30Depuis, à chaque visite, à chaque occasion12, les vétérinaires interrogent directement les cornacs et les propriétaires : ont-ils remarqué quoi que ce soit, chez leur animal, qui puisse être l’indice d’une tuberculose ? Fatigue ? Perte de poids ou d’appétit ? Écoulement anormalement fréquent de la trompe ? Ils conseillent en même temps à ces hommes, de manière systématique, de se préoccuper de leur propre santé en leur enjoignant de se rendre à l’hôpital le plus proche au premier signe alarmant.

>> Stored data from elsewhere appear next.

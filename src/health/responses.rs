use serde::{Deserialize, Serialize};

#[derive(Debug, PartialEq, Serialize, Deserialize)]
pub struct HealthCheckResponse {
    pub error: bool,
}
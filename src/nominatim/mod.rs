use crate::geo::models::GeoPoint;
use consts::{REVERSE_ZOOM_LEVEL, USER_AGENT};
use reqwest::Client;
use serde::Deserialize;
use std::time::Duration;
use url::Url;

pub mod consts;

/// Reverse-geocoding client used to tell whether a point lands on something with an address.
///
/// The check is advisory: transport and decoding failures count as "on land" so that an
/// unreachable Nominatim instance never blocks scoring.
#[derive(Clone)]
pub struct NominatimClient {
    http_client: Client,
    base_url: Url,
}

#[derive(Debug, Deserialize)]
struct ReverseGeocodeResponse {
    display_name: Option<String>,
    error: Option<serde_json::Value>,
}

impl NominatimClient {
    pub fn new(base_url: Url, timeout: Duration) -> reqwest::Result<Self> {
        let http_client = Client::builder()
            .user_agent(USER_AGENT)
            .timeout(timeout)
            .build()?;
        Ok(Self {
            http_client,
            base_url,
        })
    }

    pub async fn is_on_land(&self, point: GeoPoint) -> bool {
        let mut url = self.base_url.clone();
        if let Ok(mut segments) = url.path_segments_mut() {
            segments.pop_if_empty().push("reverse");
        }
        url.query_pairs_mut()
            .append_pair("format", "json")
            .append_pair("lat", &point.lat.to_string())
            .append_pair("lon", &point.lng.to_string())
            .append_pair("zoom", REVERSE_ZOOM_LEVEL)
            .append_pair("addressdetails", "0");

        let response = match self.http_client.get(url).send().await {
            Ok(response) => response,
            Err(error) => {
                tracing::warn!(%error, lat = point.lat, lng = point.lng, "Nominatim is unreachable.");
                return true;
            }
        };
        if !response.status().is_success() {
            return false;
        }
        let body = match response.text().await {
            Ok(body) => body,
            Err(error) => {
                tracing::warn!(%error, "Failed to read Nominatim response body.");
                return true;
            }
        };
        match serde_json::from_str::<ReverseGeocodeResponse>(&body) {
            Ok(reverse) => reverse.display_name.is_some() && reverse.error.is_none(),
            Err(error) => {
                tracing::warn!(%error, "Failed to decode Nominatim response.");
                true
            }
        }
    }
}
use crate::cli::Args;
use http::header::{
    HeaderName, HeaderValue, ACCESS_CONTROL_REQUEST_HEADERS, ACCESS_CONTROL_REQUEST_METHOD,
    CONTENT_TYPE, ORIGIN, REFERER, USER_AGENT,
};
use http::Method;
use tower_http::cors::CorsLayer;

pub fn layer(args: &Args) -> CorsLayer {
    let origins: Vec<HeaderValue> = args
        .allowed_origins
        .iter()
        .filter_map(|url| {
            let origin = url.origin().ascii_serialization();
            match origin.parse() {
                Ok(origin) => Some(origin),
                Err(error) => {
                    tracing::warn!(%error, %url, "Skipping an origin that is not a valid header.");
                    None
                }
            }
        })
        .collect();
    CorsLayer::new()
        .allow_origin(origins)
        .allow_headers([
            USER_AGENT,
            HeaderName::from_static("sec-fetch-mode"),
            REFERER,
            ORIGIN,
            ACCESS_CONTROL_REQUEST_METHOD,
            ACCESS_CONTROL_REQUEST_HEADERS,
            CONTENT_TYPE,
        ])
        .allow_methods([Method::GET, Method::POST, Method::OPTIONS])
}
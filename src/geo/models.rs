use crate::geo::consts::{MAX_LATITUDE, MAX_LONGITUDE};
use crate::geo::errors::CoordinateError;
use serde::{Deserialize, Serialize};

#[derive(Copy, Clone, Debug, PartialEq, Serialize, Deserialize)]
pub struct GeoPoint {
    pub lat: f64,
    pub lng: f64,
}

impl GeoPoint {
    pub fn new(lat: f64, lng: f64) -> Self {
        Self { lat, lng }
    }

    /// Checks that both components lie within their valid ranges. NaN and infinities are
    /// rejected as well, since they never fall inside a closed range.
    pub fn validate(&self) -> Result<(), CoordinateError> {
        if !(-MAX_LATITUDE..=MAX_LATITUDE).contains(&self.lat) {
            return Err(CoordinateError::LatitudeOutOfRange(self.lat));
        }
        if !(-MAX_LONGITUDE..=MAX_LONGITUDE).contains(&self.lng) {
            return Err(CoordinateError::LongitudeOutOfRange(self.lng));
        }
        Ok(())
    }
}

Ils les encouragent aussi à faire le test VIH.

31En plus d’être passive et de type clinique, sans intervention directe d’actions publiques, sur le terrain, la surveillance reste avant tout de type clinique. Du point de vue des vétérinaires, cette surveillance clinique est plutôt modérée, par souci de ne pas effrayer cornacs et propriétaires en leur fournissant trop d’informations sur les risques potentiels de transmission de la tuberculose, d’après le témoignage d’un ancien vétérinaire du LEMCP, coauteur de l’enquête sur la séroprévalence dans le pays. Trop bien informés des résultats de l’enquête, surtout dans les districts où le taux de prévalence dépasse les 50 %, certains propriétaires n’hésiteraient pas à se séparer de leur animal en le vendant à un habitant d’une autre région du Laos ou, pis encore, à l’étranger. Quant à la conservation de l’espèce au « pays du million d’éléphants », l’impact serait par trop négatif.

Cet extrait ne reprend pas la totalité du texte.